-- SUPPLIED DATA follows --

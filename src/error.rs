// 该文件是 Capcheck （瓶盖质检） 项目的一部分。
// src/error.rs - 运行期故障分类
//
// 本文件根据 Apache 许可证第 2.0 版（以下简称“许可证”）授权使用；
// 除非遵守该许可证条款，否则您不得使用本文件。
// 您可通过以下网址获取许可证副本：
// http://www.apache.org/licenses/LICENSE-2.0
// 除非适用法律要求或书面同意，根据本许可协议分发的软件均按“原样”提供，
// 不附带任何形式的明示或暗示的保证或条件。
// 有关许可权限与限制的具体条款，请参阅本许可协议。
//
// Copyright (C) 2026 Johann Li <me@qinka.pro>, Wareless Group

use thiserror::Error;

use crate::{camera::CameraError, output::snapshot::SnapshotError};

/// 运行期故障，均在边界处转为状态栏消息，不会终止进程
#[derive(Error, Debug)]
pub enum Fault {
  /// 打开、配置或启动摄像头失败，启动被中止
  #[error("摄像头不可用: {0}")]
  CameraUnavailable(#[source] CameraError),
  /// 单个周期取帧失败
  #[error("取帧失败: {0}")]
  FrameAcquisition(#[source] CameraError),
  /// 单个周期推理失败
  #[error("推理失败: {0}")]
  Inference(String),
  /// 快照写入失败
  #[error("保存失败: {0}")]
  Persistence(#[from] SnapshotError),
}
// 该文件是 Capcheck （瓶盖质检） 项目的一部分。
// src/model/yolo26.rs - RKNN YOLO26 缺陷检测模型
//
// 本文件根据 Apache 许可证第 2.0 版（以下简称“许可证”）授权使用；
// 除非遵守该许可证条款，否则您不得使用本文件。
// 您可通过以下网址获取许可证副本：
// http://www.apache.org/licenses/LICENSE-2.0
// 除非适用法律要求或书面同意，根据本许可协议分发的软件均按“原样”提供，
// 不附带任何形式的明示或暗示的保证或条件。
// 有关许可权限与限制的具体条款，请参阅本许可协议。
//
// Copyright (C) 2026 Johann Li <me@qinka.pro>, Wareless Group

use rknpu::{Context, InitFlags, TensorType};
use thiserror::Error;
use tracing::{debug, error, info};
use url::Url;

use crate::{
  FromUrl, FromUrlWithScheme, url_path,
  frame::Frame,
  model::{DefectLabel, DetectItem, DetectResult, Model, WithLabel},
};

const YOLO26_NUM_INPUTS: u32 = 1;
const YOLO26_NUM_OUTPUTS: u32 = 6;
const YOLO26_CLASS_NUM: usize = DefectLabel::COUNT;
const YOLO26_INPUT_W: f32 = 640.0;
const YOLO26_INPUT_H: f32 = 640.0;
const YOLO26_HEAD_SIZES: [(usize, usize); 3] = [(80, 80), (40, 40), (20, 20)];
const YOLO26_STRIDES: [f32; 3] = [8.0, 16.0, 32.0];
// 仅作预筛，最终保留阈值由检测器决定
const YOLO26_OBJECT_THRESH: f32 = 0.25;

pub struct Yolo26 {
  context: Context,
}

#[derive(Error, Debug)]
pub enum Yolo26Error {
  #[error("模型加载错误: {0}")]
  ModelLoadError(#[from] std::io::Error),
  #[error("模型无效: {0}, 错误: {1}")]
  ModelInvalid(String, rknpu::Error),
  #[error("RKNN 错误: {0}")]
  RknnError(#[from] rknpu::Error),
  #[error("模型路径错误: {0}")]
  ModelPathError(String),
}

impl Yolo26Error {
  pub fn invalid(msg: &str, e: rknpu::Error) -> Self {
    Yolo26Error::ModelInvalid(msg.to_string(), e)
  }
}

pub struct Yolo26Builder {
  model_path: String,
  flags: InitFlags,
}

impl FromUrlWithScheme for Yolo26Builder {
  const SCHEME: &'static str = "yolo26";
}

impl FromUrl for Yolo26Builder {
  type Error = Yolo26Error;

  fn from_url(url: &Url) -> Result<Self, Self::Error> {
    if url.scheme() != Self::SCHEME {
      return Err(Yolo26Error::ModelPathError(format!(
        "模型路径必须使用 {} 方案",
        Self::SCHEME
      )));
    }

    Ok(Yolo26Builder {
      model_path: url_path(url),
      flags: InitFlags::default(),
    })
  }
}

impl Yolo26Builder {
  pub fn flags(mut self, flags: InitFlags) -> Self {
    self.flags = flags;
    self
  }

  pub fn build(self) -> Result<Yolo26, Yolo26Error> {
    let model = std::fs::read(&self.model_path)?;
    info!(
      "加载 RKNN 模型: {} ({:.2} MB)",
      self.model_path,
      model.len() as f64 / (1024.0 * 1024.0)
    );

    let context = Context::new(&model, self.flags)?;
    let version = context
      .sdk_version()
      .map_err(|e| Yolo26Error::invalid("无法查询 SDK 版本", e))?;
    if let (Ok(api), Ok(driver)) = (version.api_version(), version.driver_version()) {
      debug!("RKNN API {} / 驱动 {}", api, driver);
    }

    check_io_layout(&context)?;
    info!("模型加载完成");
    Ok(Yolo26 { context })
  }
}

/// 瓶盖模型只有一个输入和三个检测头（每头回归、分类各一个输出）
fn check_io_layout(context: &Context) -> Result<(), Yolo26Error> {
  let inputs = context
    .num_inputs()
    .map_err(|e| Yolo26Error::invalid("无法获取输入数量", e))?;
  let outputs = context
    .num_outputs()
    .map_err(|e| Yolo26Error::invalid("无法获取输出数量", e))?;

  if (inputs, outputs) == (YOLO26_NUM_INPUTS, YOLO26_NUM_OUTPUTS) {
    return Ok(());
  }

  let msg = format!(
    "模型输入/输出数量应为 {}/{}, 实际为 {}/{}",
    YOLO26_NUM_INPUTS, YOLO26_NUM_OUTPUTS, inputs, outputs
  );
  error!("{}", msg);
  Err(Yolo26Error::invalid(&msg, rknpu::Error::InvalidModel))
}

/// 按长度区分回归与分类张量，RKNN 导出时两者顺序不固定
fn split_reg_cls<'a>(
  a: &'a [f32],
  b: &'a [f32],
  spatial: usize,
) -> Option<(&'a [f32], &'a [f32])> {
  let (reg_len, cls_len) = (4 * spatial, YOLO26_CLASS_NUM * spatial);
  match (a.len(), b.len()) {
    (r, c) if r == reg_len && c == cls_len => Some((a, b)),
    (c, r) if r == reg_len && c == cls_len => Some((b, a)),
    (x, y) => {
      error!(
        "检测头张量长度不符: {} / {}, 期望回归 {} 分类 {}",
        x, y, reg_len, cls_len
      );
      None
    }
  }
}

/// 解码一个检测头，结果追加到 `items`
///
/// 回归张量按 `[左, 上, 右, 下] × 网格` 排列，单位为步长；分类张量为未经 sigmoid 的 logit。
fn decode_head(
  reg: &[f32],
  cls: &[f32],
  (rows, cols): (usize, usize),
  stride: f32,
  items: &mut Vec<DetectItem<DefectLabel>>,
) {
  let cells = rows * cols;
  let distance = |side: usize, cell: usize| reg[side * cells + cell];

  for cell in 0..cells {
    let Some((class_id, logit)) = (0..YOLO26_CLASS_NUM)
      .map(|c| (c, cls[c * cells + cell]))
      .max_by(|a, b| a.1.total_cmp(&b.1))
    else {
      continue;
    };

    let score = sigmoid(logit);
    if score <= YOLO26_OBJECT_THRESH {
      continue;
    }

    // 网格中心
    let cx = (cell % cols) as f32 + 0.5;
    let cy = (cell / cols) as f32 + 0.5;
    let corner = |offset: f32, limit: f32| (offset * stride).clamp(0.0, limit) / limit;

    items.push(DetectItem {
      kind: DefectLabel::from_label_id(class_id as u32),
      score,
      bbox: [
        corner(cx - distance(0, cell), YOLO26_INPUT_W),
        corner(cy - distance(1, cell), YOLO26_INPUT_H),
        corner(cx + distance(2, cell), YOLO26_INPUT_W),
        corner(cy + distance(3, cell), YOLO26_INPUT_H),
      ],
    });
  }
}

impl Yolo26 {
  fn postprocess(output: rknpu::Output) -> DetectResult<DefectLabel> {
    let mut items = Vec::new();

    for (head, (&size, stride)) in YOLO26_HEAD_SIZES.iter().zip(YOLO26_STRIDES).enumerate() {
      let tensors = output
        .get_f32(head * 2)
        .and_then(|a| output.get_f32(head * 2 + 1).map(|b| (a, b)));
      let (a, b) = match tensors {
        Ok(pair) => pair,
        Err(e) => {
          error!("读取检测头 {} 输出失败: {}", head, e);
          continue;
        }
      };

      if let Some((reg, cls)) = split_reg_cls(a, b, size.0 * size.1) {
        decode_head(reg, cls, size, stride, &mut items);
      }
    }

    debug!("预筛后候选 {} 个", items.len());
    DetectResult::from(items)
  }
}

impl Model for Yolo26 {
  type Input = Frame;
  type Output = DetectResult<DefectLabel>;
  type Error = Yolo26Error;

  fn infer(&self, input: &Self::Input) -> Result<Self::Output, Self::Error> {
    let data = input.resized_rgb(YOLO26_INPUT_W as u32, YOLO26_INPUT_H as u32);

    self
      .context
      .set_input(0, &data, rknpu::TensorFormat::NHWC, TensorType::UInt8)?;
    self.context.run()?;

    Ok(Self::postprocess(self.context.get_outputs()?))
  }
}

#[inline]
fn sigmoid(logit: f32) -> f32 {
  (1.0 + (-logit).exp()).recip()
}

-- SUPPLIED DATA concluded --

### ABOUT THIS EXERCISE
Copy out every line of the data in which the word "InitFlags" is found.

### REPLY TO THE TASK
use rknpu::{Context, InitFlags, TensorType};
  flags: InitFlags,
      flags: InitFlags::default(),
  pub fn flags(mut self, flags: InitFlags) -> Self {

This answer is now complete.